Guest lecture business process improvement was the focus of our session at the Faculty of Organizational Sciences, where we shared how we approach real projects at Simplify.
Our colleagues Michael Vučeljić and Tamara Svorcan shared what working on real projects actually looks like. We didn't go into theory. Instead, we talked about real situations. The kind where everything seems clear on paper, but once implementation starts, the real challenges begin to surface.
A big part of the conversation was about how we approach process analysis. This is where things usually go wrong. It often looks like a quick step, something teams rush through. In reality, it's the part that determines whether a project will just be delivered or actually create an impact. When analysis isn't deep enough, implementation exposes it quickly.
We also addressed AI automation, but without overselling it. AI can speed things up. It can process large volumes of data and support decision-making. But it doesn't fix a broken process. That's why, in our work, we introduce AI only when there is a clear structure and understanding of what needs to be improved. This approach aligns with broader real-world applications of AI automation in business, which are becoming increasingly common in practice.

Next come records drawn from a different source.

//! Optional TOML configuration.
//!
//! Values here are defaults; anything given on the command line wins.

use clap::ValueEnum;
use serde::Deserialize;
use std::path::{Path, PathBuf};
use thiserror::Error;

/// Errors that can occur when loading or parsing configuration.
#[derive(Error, Debug)]
pub enum ConfigError {
    /// Failed to read the configuration file from disk.
    #[error("failed to read config file {path:?}: {source}")]
    ReadError {
        path: PathBuf,
        source: std::io::Error,
    },
    /// Failed to parse the configuration file as valid TOML.
    #[error("failed to parse config: {0}")]
    ParseError(#[from] toml::de::Error),
}

/// Starting layout of the board before extra pieces are placed.
#[derive(Debug, Clone, Copy, PartialEq, Eq, Default, Deserialize, ValueEnum)]
#[serde(rename_all = "lowercase")]
pub enum Setup {
    /// No pieces.
    #[default]
    Empty,
    /// The standard chess starting position.
    Standard,
}

/// A piece to place on the board before generating moves.
#[derive(Debug, Clone, PartialEq, Eq, Deserialize)]
pub struct PieceConfig {
    /// Piece kind name (e.g. "pawn").
    pub kind: String,
    /// "white" or "black".
    pub color: String,
    /// Square notation (e.g. "E4").
    pub square: String,
}

/// Contents of `possible-moves.toml`.
#[derive(Debug, Clone, PartialEq, Eq, Default, Deserialize)]
#[serde(deny_unknown_fields)]
pub struct FileConfig {
    /// Color of the queried piece. Defaults to White.
    #[serde(default)]
    pub color: Option<String>,
    /// Starting layout. Defaults to an empty board.
    #[serde(default)]
    pub setup: Option<Setup>,
    /// Print the board before the move list.
    #[serde(default)]
    pub show_board: Option<bool>,
    /// Extra pieces, placed after the setup.
    #[serde(default)]
    pub pieces: Vec<PieceConfig>,
}

impl FileConfig {
    /// Loads configuration.
    ///
    /// With an explicit `path` the file must exist. Without one, the default
    /// path is read if present and an empty configuration is used otherwise.
    ///
    /// # Errors
    ///
    /// Returns [`ConfigError::ReadError`] if the file cannot be read,
    /// or [`ConfigError::ParseError`] if the file contains invalid TOML.
    pub fn load(path: Option<&Path>) -> Result<Self, ConfigError> {
        let path = match path {
            Some(path) => path.to_path_buf(),
            None => {
                let default = Self::default_path();
                if !default.exists() {
                    tracing::debug!("no config file at {:?}, using defaults", default);
                    return Ok(Self::default());
                }
                default
            }
        };

        tracing::debug!("loading config from {:?}", path);
        let content = std::fs::read_to_string(&path).map_err(|source| ConfigError::ReadError {
            path: path.clone(),
            source,
        })?;
        Self::parse(&content)
    }

    /// Parses configuration from TOML text.
    pub fn parse(content: &str) -> Result<Self, ConfigError> {
        Ok(toml::from_str(content)?)
    }

    /// Returns the default configuration path, `possible-moves.toml` in the
    /// current working directory.
    pub fn default_path() -> PathBuf {
        PathBuf::from("possible-moves.toml")
    }
}
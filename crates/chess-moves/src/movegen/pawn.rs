//! Pawn pushes and captures.

use chess_core::{Board, Color, Square};

use crate::SquareSet;

/// Returns the pawn destinations for `color` from `origin`.
///
/// A pawn pushes one square forward onto an empty square, or two from its
/// start rank when both squares are empty. It captures one square diagonally
/// forward, and only onto an enemy. A pawn on the last rank has no forward
/// squares and is not promoted.
pub(super) fn pawn_moves(board: &Board, origin: Square, color: Color) -> SquareSet {
    let mut moves = SquareSet::EMPTY;
    let direction = color.pawn_direction();

    if let Some(single) = origin.offset(0, direction).filter(|&s| board.get(s).is_none()) {
        moves.insert(single);
        if origin.rank() == color.pawn_start_rank() {
            if let Some(double) = origin
                .offset(0, 2 * direction)
                .filter(|&s| board.get(s).is_none())
            {
                moves.insert(double);
            }
        }
    }

    for file_delta in [-1, 1] {
        if let Some(target) = origin.offset(file_delta, direction) {
            if board.get(target).is_some_and(|p| p.color() != color) {
                moves.insert(target);
            }
        }
    }

    moves
}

The most valuable part of the session came from the students' questions. Direct. Practical. Honest. What happens when a team resists change? How do we deal with clients expecting faster results than what's realistic? How do we know a process is truly improved?
These are the same questions we deal with in real projects.
And that's exactly why sessions like this matter.
For us, business process improvement is not something that stays on slides. It's hands-on work. With people. With systems. With real constraints. Sometimes it moves fast. Sometimes it doesn't go as planned. But when it's done right, the results are clear and measurable.